Unfortunately the HUD site does little to explain to seniors the dangers of reverse mortgages. According to a 2012 article in Forbes, "The Hidden Truths About Reverse Mortgages", by Carol Rosenblatt,

  • The Elder Might Need A Care Home in the Future
  • It Can Affect Any Dependent in the Home
  • It Can Go Into Default
  • When the Elder Dies, the Heirs Must Pay Off the Loan
  • The Amount the Lender Will Loan is Limited

There is more to the story than the rosy pictures shown on TV. We know by now that we have to careful when dealing with anything in the marketplace, particularly anything real estate related - think robo signing et al. And, as people age their analytical skills fade or fail. Letting the buyer beware is not the right thing to do for grandma and grandpa trying to comfortably live out their years.

Tuesday, May 28, 2013

Get Ready - Foreclosures are heating Up.

The foreclosure world is about to heat up again. Get ready. For reasons I can only guess at the Florida courts are pushing through cases that have been languishing in legal limbo for months and some for years. If you thought that your case had been forgotten, abandoned, or put on the back burner, be aware that it may soon become active.

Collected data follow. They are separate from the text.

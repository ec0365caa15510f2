use opentelemetry_appender_tracing::layer::OpenTelemetryTracingBridge;
use opentelemetry_sdk::logs::SdkLoggerProvider;
use tracing_appender::{
    non_blocking::WorkerGuard,
    rolling::{RollingFileAppender, Rotation},
};
use tracing_subscriber::{EnvFilter, fmt, prelude::*};

/// Installs the global subscriber: a pretty console layer, an optional JSON
/// rolling file, and an optional OTLP bridge.
///
/// The returned guard flushes the file writer on drop and must be held for the
/// lifetime of the process.
pub fn init_logger(
    otel_logger: Option<&SdkLoggerProvider>,
    component: &str,
    is_dev: bool,
    enable_file: bool,
) -> Option<WorkerGuard> {
    let (file_layer, guard) = if enable_file {
        let log_dir = if is_dev { "./logs" } else { "/var/log/app" };
        let file_name = format!("{component}.log");
        let file_appender = RollingFileAppender::new(Rotation::DAILY, log_dir, file_name);
        let (file_writer, guard) = tracing_appender::non_blocking(file_appender);

        let layer = fmt::layer()
            .with_writer(file_writer)
            .with_ansi(false)
            .json()
            .with_filter(EnvFilter::new("info"));

        (Some(layer), Some(guard))
    } else {
        (None, None)
    };

    let console_filter =
        EnvFilter::try_from_default_env().unwrap_or_else(|_| EnvFilter::new("info"));

    let console_layer = fmt::layer()
        .pretty()
        .with_thread_names(true)
        .with_ansi(is_dev)
        .with_filter(console_filter);

    let otel_layer = otel_logger.map(|provider| {
        let otel_filter =
            EnvFilter::new("info,hyper=off,opentelemetry=off,tonic=off,h2=off,sqlx=warn");

        OpenTelemetryTracingBridge::new(provider).with_filter(otel_filter)
    });

    tracing_subscriber::registry()
        .with(file_layer)
        .with(console_layer)
        .with(otel_layer)
        .init();

    guard
}
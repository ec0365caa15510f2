use crate::errors::RepositoryError;
use async_trait::async_trait;
use std::sync::Arc;

pub type DynOrderCommandRepository = Arc<dyn OrderCommandRepositoryTrait + Send + Sync>;

#[async_trait]
pub trait OrderCommandRepositoryTrait {
    /// Sets `status` and bumps `updated_at`. Returns the number of rows touched.
    async fn update_status(&self, order_id: &str, status: &str) -> Result<u64, RepositoryError>;
}
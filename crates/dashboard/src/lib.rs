pub mod dashboard;
pub mod handler;
pub mod state;
/// Diagnoses whether a message can be inserted, in one query.
///
/// # Errors
///
/// `Conflict` when the message already exists, `NotFound` when the
/// destination is missing, `OwnershipLost` when HA is enabled and the
/// owning session's broker is under takeover.
pub fn can_insert(
    conn: &Connection,
    identity: &BrokerIdentity,
    message: &MessageId,
    destination: &DestinationId,
    session: SessionId,
) -> Result<(), StoreFault> {
    let sql = format!(
        "SELECT \
         (SELECT COUNT(*) FROM {MESSAGE_TABLE} WHERE id = ?1), \
         (SELECT COUNT(*) FROM {DESTINATION_TABLE} WHERE id = ?2), \
         (SELECT COUNT(*) FROM {BROKER_TABLE} bkr \
          JOIN {SESSION_TABLE} ses ON ses.broker_id = bkr.id \
          WHERE ses.id = ?3 \
          AND (bkr.state IN ({pending}, {started}) OR bkr.takeover_broker IS NOT NULL))",
        pending = BrokerState::FailoverPending.code(),
        started = BrokerState::FailoverStarted.code(),
    );
    let (msg_count, dst_count, takeover_count): (i64, i64, i64) = conn
        .query_row(
            &sql,
            params![message.as_str(), destination.as_str(), to_db_id(session.get())?],
            |row| Ok((row.get(0)?, row.get(1)?, row.get(2)?)),
        )
        .map_err(|err| classify("diagnose message insert", &err))?;
    if msg_count > 0 {
        return Err(StoreFault::conflict(format!("message {message} already exists")));
    }
    if dst_count == 0 {
        return Err(StoreFault::not_found(format!("destination {destination} does not exist")));
    }
    if identity.ha_enabled && takeover_count > 0 {
        return Err(StoreFault::ownership_lost(format!(
            "store session {session} is being taken over"
        )));
    }
    Ok(())
}
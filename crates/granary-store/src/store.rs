// crates/granary-store/src/store.rs
// ============================================================================
// Module: SQL Store Facade
// Description: The store surface the broker core talks to.
// Purpose: Bracket every operation with closed/in-progress accounting,
//          wrap mutations in bounded retry, and run the HA takeover and
//          partitioned-store protocols.
// Dependencies: granary-core, rusqlite, rand, crate::{config,dao,pool,retry,schema}
// ============================================================================

//! ## Overview
//! [`SqlStore`] owns the connection pool and composes the DAO layer into
//! broker-facing operations. Every public method follows the same shape:
//! check the store is open and count the operation in-flight, run the DAO
//! work inside a retry loop (transactional where more than one table is
//! touched), and translate a commit failure into a replay-ambiguous fault
//! so the re-issue runs replay detection.
//!
//! Close is graceful: the closed flag stops new operations, the pool's
//! closing flag aborts retry backoffs, and close blocks until the
//! in-progress count drains to zero.
//!
//! HA takeover is a two-phase protocol. `get_takeover_lock` flips the
//! target broker row with an optimistic CAS and caches a snapshot;
//! `take_over_broker_store` claims the target's destinations, messages,
//! transactions, and sessions in one database transaction and flips the
//! target to its terminal failover state. Any failure after the lock is
//! compensated by restoring the snapshot. In partitioned stores the
//! partition lock serializes takeover against partition arrival so a
//! session is never loaded while its ownership is in flight.

// ============================================================================
// SECTION: Imports
// ============================================================================

use std::collections::HashMap;
use std::collections::HashSet;
use std::sync::Arc;
use std::sync::Condvar;
use std::sync::Mutex;
use std::sync::MutexGuard;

And, in Florida, if there has been no activity on a case for at least 10 months, the defendant may file a motion to dismiss based on lack of prosecution. Filing the motion may wake the sleeping giant, but the defendant doesn't have a lot to lose in filing.

We are hearing more and more from people in foreclosure because their modification did not go through. More and more homeowners are reporting that they were told they could not qualify for a mortgage modification unless they were behind on their payments. The struggling homeowner then falls behind, sometimes because of the suggestion of the loss mitigation worker - sometimes it just happened, then goes into their trial modification. The trial modification continues for three months. The homeowner dutifully pays the new amount and believes that all is well -- then the lender cancels the modification and begins foreclosure proceedings.  We have heard this scenario repeatedly.

If you are served with a foreclosure complaint be sure to answer it within the 20 day time period. Raise as many affirmative defenses as you can in your answer. Go ahead and raise the affirmative defenses even if they seem to contradict each other.

FIRST AFFIRMATIVE DEFENSE
Although Plaintiff seeks to avail itself of the acceleration remedies available in the Mortgage, Plaintiff has failed to fulfill the necessary requirements enumerated in Paragraph 22 for it to avail itself of the acceleration remedy. Among other requirements, Paragraph 22 requires the Plaintiff as Lender to give notice and an opportunity to cure to Defendant as Borrower, 30 days prior to applying the acceleration remedies and to the institution of any action based on a default of the Mortgage. Plaintiff fails to plead compliance with the notice requirements of Paragraph 22 of the Mortgage.
As the Plaintiff has not met the requirements necessary to bring an action under the
Acceleration Remedies Clause of Paragraph 22 of the Mortgage, this action should be dismissed.
SECOND AFFIRMATIVE DEFENSE
To the extent Plaintiff does not have in its possession the original Note executed by the Defendant, it should be estopped from initiating a foreclosure of the property until such time as the Plaintiff presents the original signed Note before this Court or otherwise shows that the debt in question is owned by Plaintiff.
THIRD AFFIRMATIVE DEFENSE
Plaintiff does not appear to be the proper party in interest in this matter. Defendant demands proof that the Plaintiff was the holder of the Mortgage and Note at the time of filing this action. Plaintiff alleges that it not the owner but is acting on behalf of the servicer. To that end, it appears as if the Plaintiff is not the proper party to maintain this suit. Assuming, for argument purposes only, that the Plaintiff is a true disclosed agent of the owner of the note, it can not sue on its own behalf, rather it can only sue in the representative capacity. See Schurkman v. Stolar, 347 So.2d 653 (Fla. 3d DCA 1977) (Agent lacks standing to sue for debt owed to others on his own behalf).
Based on the documents attached to the Complaint, it appears as if the Plaintiff lacks standing to maintain this action.
***
There are many more possible affirmative defenses that you can raise in your answer. It is appropriate to raise as many as reasonably apply to your situation. If you do not raise a defense in your answer you may be prohibited from using that defense later on.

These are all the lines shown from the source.